→ **What the exercise asks**:
Pull out each line of the records holding the string "push".
[[ Source material, beginning ]]
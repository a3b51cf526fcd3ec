//! Generic webhook: external events → workflow trigger.
//!
//! `POST /webhooks/generic` takes `{workflow_name, inputs, signature?}`.
//! With a configured secret, the request must carry a valid HMAC-SHA256
//! signature (hex): either the `x-weft-signature` header computed over the
//! raw request body, or the body's `signature` field computed over
//! `"{workflow_name}\n" + compact JSON of inputs`. Triggered runs go through
//! a bounded worker pool; saturation answers `503` rather than queueing
//! without bound.

use std::sync::Arc;

use axum::{
    body::Bytes,
    extract::State,
    http::{HeaderMap, StatusCode},
    Json,
};
use hmac::{Hmac, Mac};
use serde::Deserialize;
use serde_json::Value;
use sha2::Sha256;
use tracing::{info, warn};

use weft::EngineError;

use crate::app::AppState;
use crate::error::{ApiError, ApiResult};

type HmacSha256 = Hmac<Sha256>;

const SIGNATURE_HEADER: &str = "x-weft-signature";

#[derive(Debug, Deserialize)]
struct WebhookBody {
    workflow_name: String,
    #[serde(default)]
    inputs: Value,
    #[serde(default)]
    signature: Option<String>,
}

fn valid_signature(secret: &str, message: &[u8], signature_hex: &str) -> bool {
    let Ok(signature) = hex::decode(signature_hex.trim_start_matches("sha256=")) else {
        return false;
    };
    let Ok(mut mac) = HmacSha256::new_from_slice(secret.as_bytes()) else {
        return false;
    };
    mac.update(message);
    mac.verify_slice(&signature).is_ok()
}

pub async fn generic(
    State(state): State<Arc<AppState>>,
    headers: HeaderMap,
    raw_body: Bytes,
) -> ApiResult<(StatusCode, Json<Value>)> {
    let body: WebhookBody = serde_json::from_slice(&raw_body)
        .map_err(|e| ApiError(EngineError::ConfigParse(format!("webhook body: {}", e))))?;

    if let Some(ref secret) = state.webhook_secret {
        let header_sig = headers
            .get(SIGNATURE_HEADER)
            .and_then(|v| v.to_str().ok());
        let ok = match (header_sig, body.signature.as_deref()) {
            (Some(sig), _) => valid_signature(secret, &raw_body, sig),
            (None, Some(sig)) => {
                let message = format!(
                    "{}\n{}",
                    body.workflow_name,
                    serde_json::to_string(&body.inputs).unwrap_or_default()
                );
                valid_signature(secret, message.as_bytes(), sig)
            }
            (None, None) => false,
        };
        if !ok {
            warn!(workflow = %body.workflow_name, "webhook signature rejected");
            return Ok((
                StatusCode::UNAUTHORIZED,
                Json(serde_json::json!({ "error": "invalid signature" })),
            ));
        }
    }

    let plan = state
        .catalog
        .get(&body.workflow_name)
        .ok_or_else(|| ApiError(EngineError::WorkflowNotFound(body.workflow_name.clone())))?
        .clone();

    // Bound concurrent triggered runs; reject instead of queueing unboundedly.
    let Ok(permit) = state.webhook_permits.clone().try_acquire_owned() else {
        return Ok((
            StatusCode::SERVICE_UNAVAILABLE,
            Json(serde_json::json!({ "error": "webhook worker pool is saturated" })),
        ));
    };

    let inputs = match body.inputs {
        Value::Object(map) => map.into_iter().collect(),
        Value::Null => Default::default(),
        _ => {
            return Err(ApiError(EngineError::ConfigParse(
                "webhook `inputs` must be an object".to_string(),
            )))
        }
    };

    let (run_id, handle) = state
        .engine
        .start_detached(plan, inputs, weft::RunOptions::default())
        .await?;
    info!(run_id = %run_id, workflow = %body.workflow_name, "webhook triggered run");
    // The permit lives as long as the run.
    tokio::spawn(async move {
        let _permit = permit;
        let _ = handle.await;
    });

    Ok((
        StatusCode::ACCEPTED,
        Json(serde_json::json!({ "run_id": run_id })),
    ))
}

#[cfg(test)]
mod tests {
    use super::*;

    #[test]
    fn signature_verifies_and_rejects() {
        let secret = "shared-secret";
        let message = b"payload bytes";
        let mut mac = HmacSha256::new_from_slice(secret.as_bytes()).unwrap();
        mac.update(message);
        let hex_sig = hex::encode(mac.finalize().into_bytes());

        assert!(valid_signature(secret, message, &hex_sig));
        assert!(valid_signature(secret, message, &format!("sha256={}", hex_sig)));
        assert!(!valid_signature(secret, b"other bytes", &hex_sig));
        assert!(!valid_signature("wrong", message, &hex_sig));
        assert!(!valid_signature(secret, message, "not-hex!"));
    }
}
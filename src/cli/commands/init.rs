//! Implementation of the `splitlab init` command.

use anyhow::{Context, Result};
use clap::Args;
use std::path::PathBuf;
use tokio::fs;

use crate::adapters::sqlite::initialize_database;
use crate::cli::output::{output, CommandOutput};
use crate::domain::models::Config;

#[derive(Args, Debug)]
pub struct InitArgs {
    /// Wipe and reinitialize an existing project
    #[arg(long, short)]
    pub force: bool,

    /// Target directory (defaults to current directory)
    #[arg(default_value = ".")]
    pub path: PathBuf,
}

#[derive(Debug, serde::Serialize)]
pub struct InitOutput {
    pub success: bool,
    pub message: String,
    pub config_path: Option<PathBuf>,
    pub database_path: Option<PathBuf>,
}

impl CommandOutput for InitOutput {
    fn to_human(&self) -> String {
        let mut lines = vec![self.message.clone()];
        if let Some(path) = &self.config_path {
            lines.push(format!("Configuration written to {}", path.display()));
        }
        if let Some(path) = &self.database_path {
            lines.push(format!("Database initialized at {}", path.display()));
        }
        lines.join("\n")
    }

    fn to_json(&self) -> serde_json::Value {
        serde_json::to_value(self).unwrap_or_default()
    }
}

pub async fn execute(args: InitArgs, json_mode: bool) -> Result<()> {
    let target = if args.path.is_absolute() {
        args.path
    } else {
        std::env::current_dir()
            .context("Failed to get current directory")?
            .join(&args.path)
    };
    let splitlab_dir = target.join(".splitlab");

    if splitlab_dir.exists() {
        if !args.force {
            output(
                &InitOutput {
                    success: false,
                    message: "Project already initialized. Use --force to reinitialize."
                        .to_string(),
                    config_path: None,
                    database_path: None,
                },
                json_mode,
            );
            return Ok(());
        }
        fs::remove_dir_all(&splitlab_dir)
            .await
            .context("Failed to remove existing .splitlab directory")?;
    }

    fs::create_dir_all(&splitlab_dir)
        .await
        .with_context(|| format!("Failed to create {}", splitlab_dir.display()))?;

    let config_path = splitlab_dir.join("config.yaml");
    let rendered = serde_yaml::to_string(&Config::default())
        .context("Failed to serialize default configuration")?;
    fs::write(&config_path, rendered)
        .await
        .with_context(|| format!("Failed to write {}", config_path.display()))?;

    let database_path = splitlab_dir.join("splitlab.db");
    initialize_database(&format!("sqlite:{}", database_path.display()))
        .await
        .context("Failed to initialize database")?;

    output(
        &InitOutput {
            success: true,
            message: if args.force {
                "Project reinitialized.".to_string()
            } else {
                "Project initialized.".to_string()
            },
            config_path: Some(config_path),
            database_path: Some(database_path),
        },
        json_mode,
    );
    Ok(())
}
//! Output formatting for the CLI: human-readable by default, JSON behind
//! the global `--json` flag.

use comfy_table::{presets, Attribute, Cell, ContentArrangement, Table};
use serde::Serialize;

pub trait CommandOutput: Serialize {
    fn to_human(&self) -> String;
    fn to_json(&self) -> serde_json::Value;
}

/// Print a command result to stdout in the selected mode.
pub fn output<T: CommandOutput>(result: &T, json_mode: bool) {
    let rendered = if json_mode {
        serde_json::to_string_pretty(&result.to_json()).unwrap_or_default()
    } else {
        result.to_human()
    };
    println!("{rendered}");
}

/// Shorten a string to at most `max_len` characters, marking the cut.
/// Counts chars, not bytes, so multibyte names never split mid-character.
pub fn truncate(s: &str, max_len: usize) -> String {
    if s.chars().count() <= max_len {
        return s.to_string();
    }
    let kept: String = s.chars().take(max_len.saturating_sub(3)).collect();
    format!("{kept}...")
}

/// A table with the CLI's standard preset applied.
pub fn base_table(headers: Vec<&str>) -> Table {
    let mut table = Table::new();
    table
        .load_preset(presets::UTF8_BORDERS_ONLY)
        .set_content_arrangement(ContentArrangement::Dynamic)
        .set_header(
            headers
                .into_iter()
                .map(|h| Cell::new(h).add_attribute(Attribute::Bold))
                .collect::<Vec<_>>(),
        );
    table
}

#[cfg(test)]
mod tests {
    use super::*;

    #[test]
    fn test_truncate() {
        assert_eq!(truncate("short", 10), "short");
        assert_eq!(truncate("a longer string", 10), "a longe...");
        assert_eq!(truncate("exactly ten", 11), "exactly ten");
    }

    #[test]
    fn test_truncate_cuts_on_char_boundaries() {
        assert_eq!(truncate("café", 10), "café");

        let name = format!("{}étiquette", "a".repeat(28));
        let cut = truncate(&name, 32);
        assert_eq!(cut.chars().count(), 32);
        assert!(cut.ends_with("..."));
    }
}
[[ Source material, end ]]
→ **Output below**:
            lines.push(format!("Configuration written to {}", path.display()));
            lines.push(format!("Database initialized at {}", path.display()));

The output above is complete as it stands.